Norconex / collector-core

Collector-related code shared between different collector implementations
http://www.norconex.com/collectors/collector-core/
Apache License 2.0
7 stars 15 forks source link

Are Incremental web crawls supported? #11

Closed davidfordaus closed 4 years ago

davidfordaus commented 6 years ago

Hi there - does Norconex support incremental web crawls that would:

essiembre commented 6 years ago

The short answer is yes, your objective is covered, with minor differences.

Web crawling is done with the HTTP Collector (which uses Collector Core as a library).

Download headers first using the PROPFIND HTTP call to find the last modified date

By default, it does not do a separate call just to find the date to prevent creating an extra HTTP call. This can be enabled by configuring a <metadataFetcher>. You can create your own implementation or use the existing GenericMetadataFetcher which relies on an HTTP HEAD request to find the last modified date (same effect as PROPFIND).

Lookup the date / time of the previous crawl of the page IF the PROP change date is more recent THEN Download the page, update the database as normal

Done by default. This is the job of the <metadataChecksummer> which default implementation is LastModifiedMetadataChecksummer.
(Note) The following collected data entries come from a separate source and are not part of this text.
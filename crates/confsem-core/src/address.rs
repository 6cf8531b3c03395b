//! # Addresses
//!
//! An [`Address`] is the structural path of a referenceable location, e.g.
//! `var.region`, `aws_instance.web[0].id` or `each.value["name"]`. It is
//! independent of how the location was reached in source.
//!
//! ## Matching Semantics
//!
//! [`Address::matches`] compares step renderings pairwise and never considers
//! two empty addresses equal. An empty address means "no address declared",
//! which must not collide with another undeclared address. The derived
//! `PartialEq` is plain structural equality for containers and tests.
//!
//! Addresses are serialized as their string rendering so descriptors can
//! write them the way they appear in configuration source. String index
//! keys are written as JSON string literals, so `Display` and `FromStr`
//! are exact inverses for any key text.

use std::fmt;
use std::str::FromStr;

use serde::{Deserialize, Deserializer, Serialize, Serializer};

use crate::error::AddressError;

/// Key of an index step.
#[derive(Debug, Clone, PartialEq, Eq, Hash)]
pub enum IndexKey {
    /// `["name"]`
    String(String),
    /// `[0]`
    Number(i64),
}

impl fmt::Display for IndexKey {
    fn fmt(&self, f: &mut fmt::Formatter<'_>) -> fmt::Result {
        match self {
            IndexKey::String(s) => {
                let quoted = serde_json::to_string(s).map_err(|_| fmt::Error)?;
                f.write_str(&quoted)
            }
            IndexKey::Number(n) => write!(f, "{n}"),
        }
    }
}

/// A single address step.
#[derive(Debug, Clone, PartialEq, Eq, Hash)]
pub enum AddrStep {
    /// The leading name, e.g. `var`.
    Root(String),
    /// An attribute access, e.g. `.region`.
    Attr(String),
    /// An index access, e.g. `[0]`.
    Index(IndexKey),
}

impl AddrStep {
    /// Textual rendering used for step comparison.
    ///
    /// Root and attribute steps render as their bare name; index steps as
    /// the bracketed key.
    pub fn text(&self) -> String {
        match self {
            AddrStep::Root(name) | AddrStep::Attr(name) => name.clone(),
            AddrStep::Index(key) => format!("[{key}]"),
        }
    }
}

/// An ordered sequence of address steps.
#[derive(Debug, Clone, Default, PartialEq, Eq, Hash)]
pub struct Address(Vec<AddrStep>);

impl Address {
    /// Build an address from steps.
    pub fn new(steps: Vec<AddrStep>) -> Self {
        Self(steps)
    }

    /// An address with a single root step.
    pub fn root(name: impl Into<String>) -> Self {
        Self(vec![AddrStep::Root(name.into())])
    }

    /// Return a new address with an attribute step appended.
    pub fn attr(&self, name: impl Into<String>) -> Self {
        self.with_step(AddrStep::Attr(name.into()))
    }

    /// Return a new address with an index step appended.
    pub fn index(&self, key: IndexKey) -> Self {
        self.with_step(AddrStep::Index(key))
    }

    /// Return a new address with `step` appended.
    pub fn with_step(&self, step: AddrStep) -> Self {
        let mut steps = self.0.clone();
        steps.push(step);
        Self(steps)
    }

    /// The steps of this address.
    pub fn steps(&self) -> &[AddrStep] {
        &self.0
    }

    /// Number of steps.
    pub fn len(&self) -> usize {
        self.0.len()
    }

    /// Whether the address has no steps.
    pub fn is_empty(&self) -> bool {
        self.0.is_empty()
    }

    /// A copy of at most the first `n` steps.
    pub fn first_steps(&self, n: usize) -> Self {
        Self(self.0.iter().take(n).cloned().collect())
    }

    /// Whether `self` is a strict or non-strict prefix of `other`.
    pub fn is_prefix_of(&self, other: &Address) -> bool {
        self.len() <= other.len() && other.first_steps(self.len()).matches(self)
    }

    /// Matching equality: same non-zero length and pairwise equal step renderings.
    pub fn matches(&self, other: &Address) -> bool {
        if self.is_empty() || self.len() != other.len() {
            return false;
        }
        self.0
            .iter()
            .zip(&other.0)
            .all(|(a, b)| a.text() == b.text())
    }
}

impl fmt::Display for Address {
    fn fmt(&self, f: &mut fmt::Formatter<'_>) -> fmt::Result {
        for (i, step) in self.0.iter().enumerate() {
            match step {
                AddrStep::Root(name) => f.write_str(name)?,
                AddrStep::Attr(name) if i == 0 => f.write_str(name)?,
                AddrStep::Attr(name) => write!(f, ".{name}")?,
                AddrStep::Index(key) => write!(f, "[{key}]")?,
            }
        }
        Ok(())
    }
}

impl FromStr for Address {
    type Err = AddressError;

    /// Parse `root(.attr | [number] | ["string"])*`.
    fn from_str(input: &str) -> Result<Self, Self::Err> {
        if input.is_empty() {
            return Ok(Address::default());
        }

        let malformed = |position: usize| AddressError::Malformed {
            input: input.to_string(),
            position,
        };
        let bytes = input.as_bytes();
        let is_name = |b: u8| b.is_ascii_alphanumeric() || b == b'_' || b == b'-';
        let read_name = |start: usize| {
            let mut end = start;
            while end < bytes.len() && is_name(bytes[end]) {
                end += 1;
            }
            end
        };

        let mut steps = Vec::new();
        let end = read_name(0);
        if end == 0 {
            return Err(malformed(0));
        }
        steps.push(AddrStep::Root(input[..end].to_string()));

        let mut pos = end;
        while pos < bytes.len() {
            match bytes[pos] {
                b'.' => {
                    let end = read_name(pos + 1);
                    if end == pos + 1 {
                        return Err(malformed(pos + 1));
                    }
                    steps.push(AddrStep::Attr(input[pos + 1..end].to_string()));
                    pos = end;
                }
                b'[' => {
                    let (key, close) = if bytes.get(pos + 1) == Some(&b'"') {
                        let end = closing_quote(bytes, pos + 1).ok_or_else(|| malformed(pos + 1))?;
                        let key: String = serde_json::from_str(&input[pos + 1..=end])
                            .map_err(|_| malformed(pos + 1))?;
                        (IndexKey::String(key), end + 1)
                    } else {
                        let close = input[pos..]
                            .find(']')
                            .map(|i| pos + i)
                            .ok_or_else(|| malformed(pos))?;
                        let n = input[pos + 1..close].parse().map_err(|_| malformed(pos + 1))?;
                        (IndexKey::Number(n), close)
                    };
                    if bytes.get(close) != Some(&b']') {
                        return Err(malformed(close));
                    }
                    steps.push(AddrStep::Index(key));
                    pos = close + 1;
                }
                _ => return Err(malformed(pos)),
            }
        }

        Ok(Address(steps))
    }
}

/// Byte offset of the quote closing the string literal opened at `open`.
fn closing_quote(bytes: &[u8], open: usize) -> Option<usize> {
    let mut i = open + 1;
    while i < bytes.len() {
        match bytes[i] {
            b'\\' => i += 2,
            b'"' => return Some(i),
            _ => i += 1,
        }
    }
    None
}

impl Serialize for Address {
    fn serialize<S: Serializer>(&self, serializer: S) -> Result<S::Ok, S::Error> {
        serializer.collect_str(self)
    }
}

impl<'de> Deserialize<'de> for Address {
    fn deserialize<D: Deserializer<'de>>(deserializer: D) -> Result<Self, D::Error> {
        let s = String::deserialize(deserializer)?;
        s.parse().map_err(serde::de::Error::custom)
    }
}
If you do not configure a metadata fetcher, it will still query the HTTP headers for the last modified date, but when it downloads the document instead (HTTP GET).

At the end of a crawl delete (from the index / committer) any pages now not found

Done by default. Files that are no longer found fire a deletion request by default. You can also configure what to do with files that are no longer "linked" from anywhere in your crawl (delete them, crawl them, etc.).

Have a look at configuration documentation, and the URL crawling flow diagram, which may answer more of your questions.

danizen commented 6 years ago

@davidfordaus, I do this in my implementation, and can verify that it works for me. For a smaller crawl, it may be best to recrawl to a new index, and then trash the old index. This is natural with elasticsearch, but not quite so natural with Solr, although it still works.